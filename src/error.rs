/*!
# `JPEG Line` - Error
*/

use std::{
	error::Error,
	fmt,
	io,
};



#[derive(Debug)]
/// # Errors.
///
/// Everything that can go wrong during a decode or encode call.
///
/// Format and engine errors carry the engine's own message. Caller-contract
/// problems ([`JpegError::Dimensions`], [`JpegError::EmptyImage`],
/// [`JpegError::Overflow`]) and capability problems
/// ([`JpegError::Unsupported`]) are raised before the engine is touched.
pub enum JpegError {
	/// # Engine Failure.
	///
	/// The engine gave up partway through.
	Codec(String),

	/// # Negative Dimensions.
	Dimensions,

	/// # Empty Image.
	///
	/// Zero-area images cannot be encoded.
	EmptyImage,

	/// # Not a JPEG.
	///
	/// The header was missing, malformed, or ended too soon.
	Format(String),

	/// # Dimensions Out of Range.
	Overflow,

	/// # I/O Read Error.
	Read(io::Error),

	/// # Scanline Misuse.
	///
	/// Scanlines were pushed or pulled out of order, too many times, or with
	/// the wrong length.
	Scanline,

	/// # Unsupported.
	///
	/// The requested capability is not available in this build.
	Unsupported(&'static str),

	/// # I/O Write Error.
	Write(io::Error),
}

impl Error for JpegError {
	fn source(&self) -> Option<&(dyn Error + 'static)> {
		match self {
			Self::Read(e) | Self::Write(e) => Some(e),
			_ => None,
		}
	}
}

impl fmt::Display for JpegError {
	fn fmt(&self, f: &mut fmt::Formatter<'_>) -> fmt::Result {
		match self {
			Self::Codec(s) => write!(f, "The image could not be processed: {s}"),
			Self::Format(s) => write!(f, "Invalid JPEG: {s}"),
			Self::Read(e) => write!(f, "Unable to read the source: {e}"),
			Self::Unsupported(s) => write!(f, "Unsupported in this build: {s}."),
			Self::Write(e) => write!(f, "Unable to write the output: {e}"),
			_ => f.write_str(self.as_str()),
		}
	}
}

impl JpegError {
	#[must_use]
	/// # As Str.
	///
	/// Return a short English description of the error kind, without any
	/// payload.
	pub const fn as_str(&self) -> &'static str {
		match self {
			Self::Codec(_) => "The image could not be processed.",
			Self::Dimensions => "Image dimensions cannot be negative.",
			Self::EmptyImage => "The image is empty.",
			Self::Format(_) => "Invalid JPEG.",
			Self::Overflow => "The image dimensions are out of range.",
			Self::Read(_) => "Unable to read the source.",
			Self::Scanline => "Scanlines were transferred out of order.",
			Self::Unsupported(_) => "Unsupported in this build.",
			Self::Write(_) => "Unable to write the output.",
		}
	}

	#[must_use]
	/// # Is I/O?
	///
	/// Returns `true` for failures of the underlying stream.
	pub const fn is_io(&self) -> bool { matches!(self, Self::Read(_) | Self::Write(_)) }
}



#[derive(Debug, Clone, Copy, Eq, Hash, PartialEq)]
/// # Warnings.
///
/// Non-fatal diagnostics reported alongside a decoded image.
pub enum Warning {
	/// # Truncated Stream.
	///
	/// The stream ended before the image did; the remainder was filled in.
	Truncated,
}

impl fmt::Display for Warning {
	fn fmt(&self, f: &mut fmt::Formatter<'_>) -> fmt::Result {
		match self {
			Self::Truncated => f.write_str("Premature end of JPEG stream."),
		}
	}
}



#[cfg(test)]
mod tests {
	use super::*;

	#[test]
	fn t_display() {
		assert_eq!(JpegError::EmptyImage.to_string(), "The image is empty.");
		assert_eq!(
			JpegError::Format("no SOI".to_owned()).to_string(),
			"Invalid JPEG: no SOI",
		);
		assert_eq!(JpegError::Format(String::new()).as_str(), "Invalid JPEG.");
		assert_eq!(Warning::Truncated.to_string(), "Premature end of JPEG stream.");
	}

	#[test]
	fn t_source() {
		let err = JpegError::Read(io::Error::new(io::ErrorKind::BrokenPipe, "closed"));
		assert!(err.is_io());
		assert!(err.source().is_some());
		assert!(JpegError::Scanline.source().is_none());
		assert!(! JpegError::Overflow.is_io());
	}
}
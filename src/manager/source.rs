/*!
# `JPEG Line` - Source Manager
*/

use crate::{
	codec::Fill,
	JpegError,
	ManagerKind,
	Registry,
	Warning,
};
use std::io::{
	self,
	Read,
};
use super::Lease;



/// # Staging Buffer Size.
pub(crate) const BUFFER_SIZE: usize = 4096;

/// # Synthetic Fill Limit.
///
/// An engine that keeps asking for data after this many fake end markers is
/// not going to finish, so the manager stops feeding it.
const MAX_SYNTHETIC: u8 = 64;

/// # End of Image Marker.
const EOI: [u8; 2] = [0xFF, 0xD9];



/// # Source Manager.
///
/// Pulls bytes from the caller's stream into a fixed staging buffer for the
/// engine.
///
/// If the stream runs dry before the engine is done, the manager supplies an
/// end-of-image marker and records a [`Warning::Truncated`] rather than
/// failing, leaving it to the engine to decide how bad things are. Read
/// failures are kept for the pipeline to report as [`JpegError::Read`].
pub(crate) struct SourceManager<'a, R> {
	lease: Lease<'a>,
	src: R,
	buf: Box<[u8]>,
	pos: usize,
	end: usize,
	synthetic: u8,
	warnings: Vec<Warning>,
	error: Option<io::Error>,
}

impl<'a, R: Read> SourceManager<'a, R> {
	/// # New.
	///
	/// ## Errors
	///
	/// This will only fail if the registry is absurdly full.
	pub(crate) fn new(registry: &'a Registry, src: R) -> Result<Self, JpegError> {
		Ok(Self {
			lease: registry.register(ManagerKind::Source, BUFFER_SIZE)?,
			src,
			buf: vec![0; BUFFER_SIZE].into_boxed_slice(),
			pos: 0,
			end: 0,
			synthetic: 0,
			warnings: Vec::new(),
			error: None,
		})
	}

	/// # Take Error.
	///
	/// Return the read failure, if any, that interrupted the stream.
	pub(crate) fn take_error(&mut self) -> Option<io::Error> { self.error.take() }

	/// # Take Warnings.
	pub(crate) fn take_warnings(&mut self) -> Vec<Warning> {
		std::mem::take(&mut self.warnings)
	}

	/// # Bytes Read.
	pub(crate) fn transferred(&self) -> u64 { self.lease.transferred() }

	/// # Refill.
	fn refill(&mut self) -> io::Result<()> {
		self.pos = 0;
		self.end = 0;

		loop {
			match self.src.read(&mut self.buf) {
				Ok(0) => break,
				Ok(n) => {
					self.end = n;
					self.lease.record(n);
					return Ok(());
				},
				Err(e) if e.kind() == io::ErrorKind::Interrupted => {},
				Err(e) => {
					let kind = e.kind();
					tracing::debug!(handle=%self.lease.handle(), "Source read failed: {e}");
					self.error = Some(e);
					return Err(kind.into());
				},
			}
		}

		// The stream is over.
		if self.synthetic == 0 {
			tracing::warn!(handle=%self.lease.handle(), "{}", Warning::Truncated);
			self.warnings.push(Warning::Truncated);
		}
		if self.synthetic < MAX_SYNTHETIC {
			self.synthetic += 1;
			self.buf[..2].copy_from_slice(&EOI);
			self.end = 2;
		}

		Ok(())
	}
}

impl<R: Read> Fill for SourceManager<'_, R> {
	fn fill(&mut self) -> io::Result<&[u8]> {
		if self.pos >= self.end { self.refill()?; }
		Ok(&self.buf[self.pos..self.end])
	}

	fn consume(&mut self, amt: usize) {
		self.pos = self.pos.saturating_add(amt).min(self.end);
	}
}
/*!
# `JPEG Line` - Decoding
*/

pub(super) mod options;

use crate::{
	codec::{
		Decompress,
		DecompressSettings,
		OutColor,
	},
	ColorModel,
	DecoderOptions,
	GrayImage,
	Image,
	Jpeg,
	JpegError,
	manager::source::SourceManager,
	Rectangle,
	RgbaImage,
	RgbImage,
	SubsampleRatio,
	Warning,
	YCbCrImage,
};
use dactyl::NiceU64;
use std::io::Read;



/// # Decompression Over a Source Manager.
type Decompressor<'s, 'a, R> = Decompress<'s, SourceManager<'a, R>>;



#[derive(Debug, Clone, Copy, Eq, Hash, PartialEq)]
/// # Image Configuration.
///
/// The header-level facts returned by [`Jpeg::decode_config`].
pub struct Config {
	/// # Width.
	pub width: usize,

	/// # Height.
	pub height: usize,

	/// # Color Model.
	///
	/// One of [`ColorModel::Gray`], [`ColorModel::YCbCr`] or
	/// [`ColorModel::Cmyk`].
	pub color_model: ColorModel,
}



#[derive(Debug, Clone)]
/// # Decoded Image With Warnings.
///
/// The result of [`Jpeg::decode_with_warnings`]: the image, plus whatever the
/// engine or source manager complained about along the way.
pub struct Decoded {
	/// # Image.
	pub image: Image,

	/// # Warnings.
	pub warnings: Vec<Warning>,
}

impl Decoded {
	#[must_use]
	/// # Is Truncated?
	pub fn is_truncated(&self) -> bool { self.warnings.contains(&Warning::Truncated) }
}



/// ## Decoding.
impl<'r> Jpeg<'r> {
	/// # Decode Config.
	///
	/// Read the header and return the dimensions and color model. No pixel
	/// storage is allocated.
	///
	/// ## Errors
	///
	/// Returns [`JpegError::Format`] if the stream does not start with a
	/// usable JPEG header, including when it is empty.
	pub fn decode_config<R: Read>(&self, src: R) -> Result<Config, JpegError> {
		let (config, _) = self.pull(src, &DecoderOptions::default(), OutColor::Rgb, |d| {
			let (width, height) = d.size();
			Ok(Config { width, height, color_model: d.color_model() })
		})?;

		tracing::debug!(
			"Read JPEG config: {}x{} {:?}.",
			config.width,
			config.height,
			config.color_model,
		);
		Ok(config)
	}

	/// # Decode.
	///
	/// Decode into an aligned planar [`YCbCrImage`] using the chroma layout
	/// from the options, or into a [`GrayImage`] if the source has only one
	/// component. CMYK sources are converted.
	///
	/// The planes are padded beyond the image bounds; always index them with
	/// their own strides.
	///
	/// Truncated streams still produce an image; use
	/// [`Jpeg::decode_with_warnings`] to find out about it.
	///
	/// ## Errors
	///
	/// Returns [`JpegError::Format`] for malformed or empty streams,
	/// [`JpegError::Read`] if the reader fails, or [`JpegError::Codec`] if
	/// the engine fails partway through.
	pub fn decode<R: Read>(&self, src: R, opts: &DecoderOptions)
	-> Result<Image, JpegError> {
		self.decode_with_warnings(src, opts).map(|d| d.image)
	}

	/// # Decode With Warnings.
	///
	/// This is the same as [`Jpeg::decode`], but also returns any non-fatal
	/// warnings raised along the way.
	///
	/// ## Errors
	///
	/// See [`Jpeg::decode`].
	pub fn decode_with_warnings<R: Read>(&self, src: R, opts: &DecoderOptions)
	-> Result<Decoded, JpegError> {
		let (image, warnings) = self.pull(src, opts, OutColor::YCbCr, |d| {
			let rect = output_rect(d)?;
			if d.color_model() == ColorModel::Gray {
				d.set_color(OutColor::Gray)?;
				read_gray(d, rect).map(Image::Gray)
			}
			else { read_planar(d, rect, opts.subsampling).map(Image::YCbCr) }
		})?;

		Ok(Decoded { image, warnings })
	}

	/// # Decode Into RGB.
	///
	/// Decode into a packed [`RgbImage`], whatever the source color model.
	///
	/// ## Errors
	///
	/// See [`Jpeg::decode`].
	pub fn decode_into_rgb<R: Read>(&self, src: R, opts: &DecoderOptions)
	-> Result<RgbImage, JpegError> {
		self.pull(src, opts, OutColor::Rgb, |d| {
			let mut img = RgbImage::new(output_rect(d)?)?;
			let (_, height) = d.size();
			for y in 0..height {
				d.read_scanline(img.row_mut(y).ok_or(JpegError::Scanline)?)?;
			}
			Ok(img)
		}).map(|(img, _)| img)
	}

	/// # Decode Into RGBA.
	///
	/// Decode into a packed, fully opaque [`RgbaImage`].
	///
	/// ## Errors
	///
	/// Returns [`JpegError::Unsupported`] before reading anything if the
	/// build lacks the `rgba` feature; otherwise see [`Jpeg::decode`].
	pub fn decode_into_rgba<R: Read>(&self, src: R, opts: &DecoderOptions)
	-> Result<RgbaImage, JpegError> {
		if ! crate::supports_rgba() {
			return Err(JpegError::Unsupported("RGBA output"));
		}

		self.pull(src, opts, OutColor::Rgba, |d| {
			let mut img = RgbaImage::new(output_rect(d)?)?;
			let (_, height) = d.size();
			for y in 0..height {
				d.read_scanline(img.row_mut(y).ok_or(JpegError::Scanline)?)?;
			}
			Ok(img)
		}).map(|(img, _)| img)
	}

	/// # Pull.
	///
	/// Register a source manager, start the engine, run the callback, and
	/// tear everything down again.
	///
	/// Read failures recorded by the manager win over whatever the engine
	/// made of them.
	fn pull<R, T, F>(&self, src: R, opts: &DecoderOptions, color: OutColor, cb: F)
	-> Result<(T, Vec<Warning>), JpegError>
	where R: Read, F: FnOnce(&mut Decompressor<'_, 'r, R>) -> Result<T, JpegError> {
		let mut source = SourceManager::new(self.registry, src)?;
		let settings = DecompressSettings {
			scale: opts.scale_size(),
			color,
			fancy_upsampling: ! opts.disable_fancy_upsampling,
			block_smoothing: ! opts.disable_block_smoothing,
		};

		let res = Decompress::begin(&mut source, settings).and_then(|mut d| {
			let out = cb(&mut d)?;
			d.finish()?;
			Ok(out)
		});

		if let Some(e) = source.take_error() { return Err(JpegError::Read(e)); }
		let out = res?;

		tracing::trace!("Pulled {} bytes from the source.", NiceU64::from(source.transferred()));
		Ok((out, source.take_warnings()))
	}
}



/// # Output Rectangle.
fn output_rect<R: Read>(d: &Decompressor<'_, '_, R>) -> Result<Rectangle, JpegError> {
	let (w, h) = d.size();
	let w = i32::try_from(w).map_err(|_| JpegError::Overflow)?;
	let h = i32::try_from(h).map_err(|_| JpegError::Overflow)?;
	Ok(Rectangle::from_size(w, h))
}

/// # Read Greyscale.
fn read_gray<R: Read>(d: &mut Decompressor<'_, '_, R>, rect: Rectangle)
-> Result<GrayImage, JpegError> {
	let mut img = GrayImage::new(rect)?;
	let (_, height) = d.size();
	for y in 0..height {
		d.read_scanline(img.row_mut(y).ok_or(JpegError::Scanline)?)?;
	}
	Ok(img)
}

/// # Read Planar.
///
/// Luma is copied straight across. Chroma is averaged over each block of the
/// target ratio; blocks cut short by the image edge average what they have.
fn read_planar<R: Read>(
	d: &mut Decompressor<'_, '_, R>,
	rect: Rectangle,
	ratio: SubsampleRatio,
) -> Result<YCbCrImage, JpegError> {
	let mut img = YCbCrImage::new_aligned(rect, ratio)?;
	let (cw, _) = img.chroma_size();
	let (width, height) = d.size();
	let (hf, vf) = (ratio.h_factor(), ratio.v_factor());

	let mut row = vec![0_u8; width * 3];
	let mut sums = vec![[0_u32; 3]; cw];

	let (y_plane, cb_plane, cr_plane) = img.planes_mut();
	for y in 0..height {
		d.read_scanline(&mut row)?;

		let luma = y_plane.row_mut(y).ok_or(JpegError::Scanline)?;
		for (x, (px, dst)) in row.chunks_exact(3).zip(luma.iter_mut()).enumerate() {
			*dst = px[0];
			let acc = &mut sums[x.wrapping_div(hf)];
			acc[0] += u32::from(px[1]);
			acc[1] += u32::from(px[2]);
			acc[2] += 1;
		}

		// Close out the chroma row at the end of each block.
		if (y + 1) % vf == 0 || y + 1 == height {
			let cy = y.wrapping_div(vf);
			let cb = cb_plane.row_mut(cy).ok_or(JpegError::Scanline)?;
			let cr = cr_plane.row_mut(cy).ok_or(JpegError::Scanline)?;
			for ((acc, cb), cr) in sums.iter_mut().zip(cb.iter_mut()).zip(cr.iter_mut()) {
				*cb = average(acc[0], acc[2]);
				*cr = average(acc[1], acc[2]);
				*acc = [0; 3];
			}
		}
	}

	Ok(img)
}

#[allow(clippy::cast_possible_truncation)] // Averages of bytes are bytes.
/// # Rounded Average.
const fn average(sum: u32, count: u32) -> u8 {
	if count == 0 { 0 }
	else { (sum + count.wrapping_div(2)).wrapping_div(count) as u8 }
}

Task prompt: Find each line of the data above that holds the word "ColorModel", then copy it.

Task output:
	ColorModel,
	/// One of [`ColorModel::Gray`], [`ColorModel::YCbCr`] or
	/// [`ColorModel::Cmyk`].
	pub color_model: ColorModel,
			if d.color_model() == ColorModel::Gray {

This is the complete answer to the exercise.